The company stated that the main reason for the loss during the reporting period was high fixed costs such as depreciation of fixed assets. The forecast for 2025 indicates reduced losses mainly because the company expects lower provisions for fixed asset impairments compared to the previous year.
Heging of Linyun Capital said that on March 4th, the main funds net inflow was 1.78 million yuan, with a total of -48.4 million yuan over three days. Investors should be aware of risks.
Chongqing Gas down 7.94%
On that day, four stocks closed unchanged: Meiansen, Fuling Electric Power, Chongqing Steel, and Zaisheng Technology.

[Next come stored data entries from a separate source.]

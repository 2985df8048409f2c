//! Inbound protocol-stack events.
//!
//! The stack delivers one [`StackEvent`] at a time. Only
//! [`StackEvent::Message`] carries application state; the other variants
//! exist so the pipeline can observe (and ignore) network lifecycle
//! traffic without the stack filtering on its behalf.

use std::fmt;

use serde::{Deserialize, Serialize};

use crate::address::IeeeAddress;
use crate::device::Device;

/// Numeric category of device functionality in the protocol's data model.
#[derive(Debug, Clone, Copy, PartialEq, Eq, Hash, Serialize, Deserialize)]
pub struct ClusterId(pub u16);

impl fmt::Display for ClusterId {
    fn fmt(&self, f: &mut fmt::Formatter<'_>) -> fmt::Result {
        self.0.fmt(f)
    }
}

/// Well-known cluster identifiers used by the standard catalog.
pub mod clusters {
    use super::ClusterId;

    pub const GEN_POWER_CFG: ClusterId = ClusterId(1);
    pub const GEN_ON_OFF: ClusterId = ClusterId(6);
    pub const GEN_LEVEL_CTRL: ClusterId = ClusterId(8);
    pub const GEN_MULTISTATE_INPUT: ClusterId = ClusterId(18);
    pub const LIGHTING_COLOR_CTRL: ClusterId = ClusterId(768);
    pub const MS_TEMPERATURE: ClusterId = ClusterId(1026);
    pub const MS_PRESSURE: ClusterId = ClusterId(1027);
    pub const MS_HUMIDITY: ClusterId = ClusterId(1029);
    pub const MS_OCCUPANCY: ClusterId = ClusterId(1030);
}

/// Kind of protocol message carried by a [`MessageEvent`].
#[derive(Debug, Clone, Copy, PartialEq, Eq, Hash, Serialize, Deserialize)]
#[serde(rename_all = "camelCase")]
pub enum MessageType {
    /// Unsolicited attribute report.
    AttributeReport,
    /// Response to an attribute read.
    ReadResponse,
    /// Raw cluster-specific frame.
    Raw,
    CommandOn,
    CommandOff,
    CommandToggle,
}

impl MessageType {
    /// Wire-style name, as used in diagnostics.
    #[must_use]
    pub fn as_str(self) -> &'static str {
        match self {
            Self::AttributeReport => "attributeReport",
            Self::ReadResponse => "readResponse",
            Self::Raw => "raw",
            Self::CommandOn => "commandOn",
            Self::CommandOff => "commandOff",
            Self::CommandToggle => "commandToggle",
        }
    }

    /// High-frequency, low-signal message kinds that are logged at debug
    /// rather than warn when no converter matches.
    #[must_use]
    pub fn is_low_signal(self) -> bool {
        matches!(self, Self::ReadResponse | Self::Raw)
    }
}

impl fmt::Display for MessageType {
    fn fmt(&self, f: &mut fmt::Formatter<'_>) -> fmt::Result {
        f.write_str(self.as_str())
    }
}

/// A decoded protocol message received from a device.
#[derive(Debug, Clone, PartialEq, Serialize, Deserialize)]
pub struct MessageEvent {
    /// Source device.
    pub device: Device,
    /// Cluster the message belongs to.
    pub cluster: ClusterId,
    /// Kind of message.
    pub message_type: MessageType,
    /// Group the frame was addressed to, if any.
    pub group_id: Option<u16>,
    /// Signal quality of the received frame.
    pub linkquality: Option<u8>,
    /// Decoded attribute map (attribute name → value).
    pub data: serde_json::Value,
}

/// An event emitted by the protocol stack.
#[derive(Debug, Clone, PartialEq, Serialize, Deserialize)]
#[serde(tag = "type", rename_all = "snake_case")]
pub enum StackEvent {
    /// A message from a device — the only variant the pipeline translates.
    Message(MessageEvent),
    /// A device (re)joined the network.
    DeviceAnnounce { device: Device },
    /// A device left the network.
    DeviceLeave { address: IeeeAddress },
}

A total of 54 stocks declined, with Chongqing Gas down 7.94%, Chongqing Port down 6.79%, and Meixin Yishen down 3.58%, ranking last in daily gains.
Chongqing Gas closed at 5.91 yuan, down 7.94% for the day, with a year-to-date change of 7.65%.
Chongqing Port closed at 5.35 yuan, down 6.79%, with a year-to-date change of -2.01%.
Meixin Yishen closed at 19.68 yuan, down 3.58%, with a year-to-date increase of 20.44%.
(Note: The views expressed are for reference only and do not constitute investment advice. The stock market involves risks; invest at your own risk.)